This post is a open draft! It was originally started on April 23, 2011. Almost two years later it makes it's public debut. It might be updated at any time... But was last updated on December 18, 2013 at 8:36 pm.
In a team framework where there are several members of a research team and the job requirements call for the sharing of bibliographic data (of materials referenced) as well as the actual resources being referenced. In this environment there needs to be a central repository for sharing both kinds of data. This is true for small localized (geographically) groups as well as large distributed research teams. New researchers joining a existing team need to be able to “plug-in” to existing foundational work on the project and be able to access bibliographic data as well as the resources those bibliographic details point to. It is my point here to outline some of the current challenges involved in trying to overcoming the collaborative obstacle when working in the fields of Linguistics and Language Documentation[ref 1].This sentiment is echoed by many in the world of science. Here is someone on Zetero’s forums [INSERT LINK]. (Though Zetero does claim to combat some of these issues.)
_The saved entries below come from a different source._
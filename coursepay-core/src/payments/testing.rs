//! Test doubles shared by the payment and processor tests.

use super::PaymentService;
use crate::config::CheckoutConfig;
use crate::entities::PaymentIntent;
use crate::entities::course::Course;
use crate::gateway::{
    APPROVE_REL, CreateExternalOrder, ExternalOrder, GatewayError, GatewayLink, PaymentDetails,
    PaymentGateway, Receipt,
};
use crate::entities::payment_order::{
    ListPaymentOrders, ListStaleRedirectedOrders, MarkOrderChecked, OrderLookup, OrderRedirect,
    OrderStatusUpdate, PaymentOrder, PaymentOrderInsert,
};
use crate::entities::PaymentOrderStatus;
use crate::identity::Caller;
use crate::store::{MemoryStore, OrderStore, StoreError};
use async_trait::async_trait;
use rust_decimal::Decimal;
use std::collections::HashMap;
use std::sync::Mutex;
use std::sync::atomic::{AtomicBool, AtomicUsize, Ordering};
use std::sync::Arc;
use uuid::Uuid;

#[derive(Debug, Clone, Copy, PartialEq, Eq)]
pub enum CreateBehavior {
    Approve,
    /// Approve, but hand out no payment hash.
    ApproveUnhashed,
    MissingApproveLink,
    Fail,
}

/// Scriptable gateway.
///
/// Created orders get `ext-{shop_order_id}` and `hash-{shop_order_id}`.
/// Payment details answer whatever was scripted for the external id, or
/// `503` when nothing was.
pub struct FakeGateway {
    create_behavior: Mutex<CreateBehavior>,
    details: Mutex<HashMap<String, PaymentDetails>>,
    pub create_calls: AtomicUsize,
    pub detail_calls: AtomicUsize,
}

impl Default for FakeGateway {
    fn default() -> Self {
        Self {
            create_behavior: Mutex::new(CreateBehavior::Approve),
            details: Mutex::new(HashMap::new()),
            create_calls: AtomicUsize::new(0),
            detail_calls: AtomicUsize::new(0),
        }
    }
}

impl FakeGateway {
    pub fn set_create_behavior(&self, behavior: CreateBehavior) {
        *self.create_behavior.lock().unwrap() = behavior;
    }

    pub fn script_details(&self, external_order_id: &str, details: PaymentDetails) {
        self.details
            .lock()
            .unwrap()
            .insert(external_order_id.to_owned(), details);
    }

    pub fn detail_calls(&self) -> usize {
        self.detail_calls.load(Ordering::SeqCst)
    }
}

#[async_trait]
impl PaymentGateway for FakeGateway {
    async fn create_order(&self, order: CreateExternalOrder) -> Result<ExternalOrder, GatewayError> {
        self.create_calls.fetch_add(1, Ordering::SeqCst);
        let behavior = *self.create_behavior.lock().unwrap();
        let mut links = vec![GatewayLink {
            href: format!("https://gateway.test/api/{}", order.shop_order_id),
            rel: "self".to_owned(),
            method: Some("GET".to_owned()),
        }];
        match behavior {
            CreateBehavior::Fail => {
                return Err(GatewayError::Status {
                    status: 500,
                    body: "internal error".to_owned(),
                });
            }
            CreateBehavior::MissingApproveLink => {}
            CreateBehavior::Approve | CreateBehavior::ApproveUnhashed => links.push(GatewayLink {
                href: format!("https://gateway.test/pay/{}", order.shop_order_id),
                rel: APPROVE_REL.to_owned(),
                method: Some("REDIRECT".to_owned()),
            }),
        }
        Ok(ExternalOrder {
            order_id: format!("ext-{}", order.shop_order_id),
            status: "CREATED".to_owned(),
            payment_hash: (behavior != CreateBehavior::ApproveUnhashed)
                .then(|| format!("hash-{}", order.shop_order_id)),
            links,
        })
    }

    async fn payment_details(
        &self,
        external_order_id: &str,
    ) -> Result<PaymentDetails, GatewayError> {
        self.detail_calls.fetch_add(1, Ordering::SeqCst);
        self.details
            .lock()
            .unwrap()
            .get(external_order_id)
            .cloned()
            .ok_or(GatewayError::Status {
                status: 503,
                body: "unavailable".to_owned(),
            })
    }
}

/// Details the fake gateway reports for a fully settled order.
pub fn settled_details(shop_order_id: &str, amount: Decimal, currency: &str) -> PaymentDetails {
    PaymentDetails {
        status: "success".to_owned(),
        code: Some("100".to_owned()),
        payment_id: Some(format!("pay-{shop_order_id}")),
        receipt: Receipt {
            shop_order_id: Some(shop_order_id.to_owned()),
            amount: Some(amount),
            currency_code: Some(currency.to_owned()),
        },
    }
}

pub fn checkout() -> CheckoutConfig {
    CheckoutConfig {
        currency: "GEL".to_owned(),
        locale: "ka".to_owned(),
        intent: PaymentIntent::Capture,
        success_url: "https://courses.test/payment/success".to_owned(),
        fail_url: "https://courses.test/payment/fail".to_owned(),
        callback_url: Some("https://courses.test/api/v1/payments/callback".to_owned()),
    }
}

pub fn caller(user_id: Uuid) -> Caller {
    Caller {
        user_id,
        email: None,
    }
}

pub struct Fixture {
    pub store: Arc<MemoryStore>,
    pub gateway: Arc<FakeGateway>,
    pub service: PaymentService,
    pub course: Course,
}

/// A service over a fresh in-memory store holding one 500 GEL course.
pub async fn fixture() -> Fixture {
    let store = Arc::new(MemoryStore::new());
    let gateway = Arc::new(FakeGateway::default());
    let course = Course {
        id: Uuid::new_v4(),
        title: "Rust for Payments".to_owned(),
        price: Some(Decimal::new(500, 0)),
    };
    store.put_course(course.clone()).await;
    let service = PaymentService::with_store(store.clone(), gateway.clone(), checkout());
    Fixture {
        store,
        gateway,
        service,
        course,
    }
}

/// Order store over a [`MemoryStore`] that can inject failures and
/// interleave a competing write.
pub struct InterceptingStore {
    inner: Arc<MemoryStore>,
    fail_redirect: AtomicBool,
    competing_hash: Mutex<Option<String>>,
}

impl InterceptingStore {
    pub fn new(inner: Arc<MemoryStore>) -> Self {
        Self {
            inner,
            fail_redirect: AtomicBool::new(false),
            competing_hash: Mutex::new(None),
        }
    }

    /// Make `mark_redirected` fail as if the database went away.
    pub fn fail_redirects(&self) {
        self.fail_redirect.store(true, Ordering::SeqCst);
    }

    /// Before the next status update, commit a non-terminal update carrying
    /// `hash`, as a callback racing on the same order would.
    pub fn interleave_hash(&self, hash: &str) {
        *self.competing_hash.lock().unwrap() = Some(hash.to_owned());
    }
}

#[async_trait]
impl OrderStore for InterceptingStore {
    async fn insert_order(&self, insert: PaymentOrderInsert) -> Result<PaymentOrder, StoreError> {
        self.inner.insert_order(insert).await
    }

    async fn order_by_shop_order_id(
        &self,
        shop_order_id: &str,
    ) -> Result<Option<PaymentOrder>, StoreError> {
        self.inner.order_by_shop_order_id(shop_order_id).await
    }

    async fn order_for_user(
        &self,
        user_id: Uuid,
        lookup: OrderLookup,
    ) -> Result<Option<PaymentOrder>, StoreError> {
        self.inner.order_for_user(user_id, lookup).await
    }

    async fn mark_redirected(
        &self,
        redirect: OrderRedirect,
    ) -> Result<Option<PaymentOrder>, StoreError> {
        if self.fail_redirect.load(Ordering::SeqCst) {
            return Err(StoreError::Database(sqlx::Error::PoolTimedOut));
        }
        self.inner.mark_redirected(redirect).await
    }

    async fn update_status(
        &self,
        update: OrderStatusUpdate,
    ) -> Result<Option<PaymentOrder>, StoreError> {
        let competing = self.competing_hash.lock().unwrap().take();
        if let Some(hash) = competing {
            self.inner
                .update_status(OrderStatusUpdate {
                    shop_order_id: update.shop_order_id.clone(),
                    status: PaymentOrderStatus::Redirected,
                    description: "gateway callback: IN_PROGRESS".to_owned(),
                    external_order_id: None,
                    external_payment_id: None,
                    payment_hash: Some(hash),
                })
                .await?;
        }
        self.inner.update_status(update).await
    }

    async fn list_orders(&self, query: ListPaymentOrders) -> Result<Vec<PaymentOrder>, StoreError> {
        self.inner.list_orders(query).await
    }

    async fn stale_redirected_orders(
        &self,
        query: ListStaleRedirectedOrders,
    ) -> Result<Vec<PaymentOrder>, StoreError> {
        self.inner.stale_redirected_orders(query).await
    }

    async fn mark_checked(&self, cmd: MarkOrderChecked) -> Result<u64, StoreError> {
        self.inner.mark_checked(cmd).await
    }
}

/// Like [`fixture`], with orders going through an [`InterceptingStore`].
pub async fn intercepted_fixture() -> (Fixture, Arc<InterceptingStore>) {
    let fx = fixture().await;
    let orders = Arc::new(InterceptingStore::new(fx.store.clone()));
    let service = PaymentService::new(
        orders.clone(),
        fx.store.clone(),
        fx.store.clone(),
        fx.gateway.clone(),
        checkout(),
    );
    (Fixture { service, ..fx }, orders)
}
Bibliographic Data v.s Citation Data
It is important here to make a distinction between citations and the data which make up these citations and bibliographic data as I use the term bibliographic data here. In the creation of a bibliography certain fields are required and their order is determined by a citation style. There are thousands of styles. APACite APA, MLA, almost every academic journal has a different stylesheet governing citations. These stylesheets dictate the format and the content of the bibliography. What is contained in a bibliography is not what I am terming as biblographic data. Bibliographic data is more like the sum of all the information which might be called for by every stylesheet in the world, if a particular resource were to be cited in every stylesheet. This is also not all the meta-data about a given resource. So bibliographic data is a subset of all meta-data about a resource but may be more than what a single stylesheet would call for. It is also important to note that all bibliographic data is also resource type dependent. Resource types can be considered to be the distinction between a Grant, a Book, a Journal article, a Data Set, a Standard, a Web-page, a Web-site, a Manuscript, etc. So, a book might not have a URL associated with it and if it did most citation stylesheets would not call for its inclusion in a bibliography. However, a Journal article might have a DOI and a paper based reference (Journal name, volume, issue, and page numbers, etc.), some journals would call for the inclusion of both, or only one of the two in their citation stylesheet. So, when considering bibliographic data, both the paper based citation and the DOI should be included.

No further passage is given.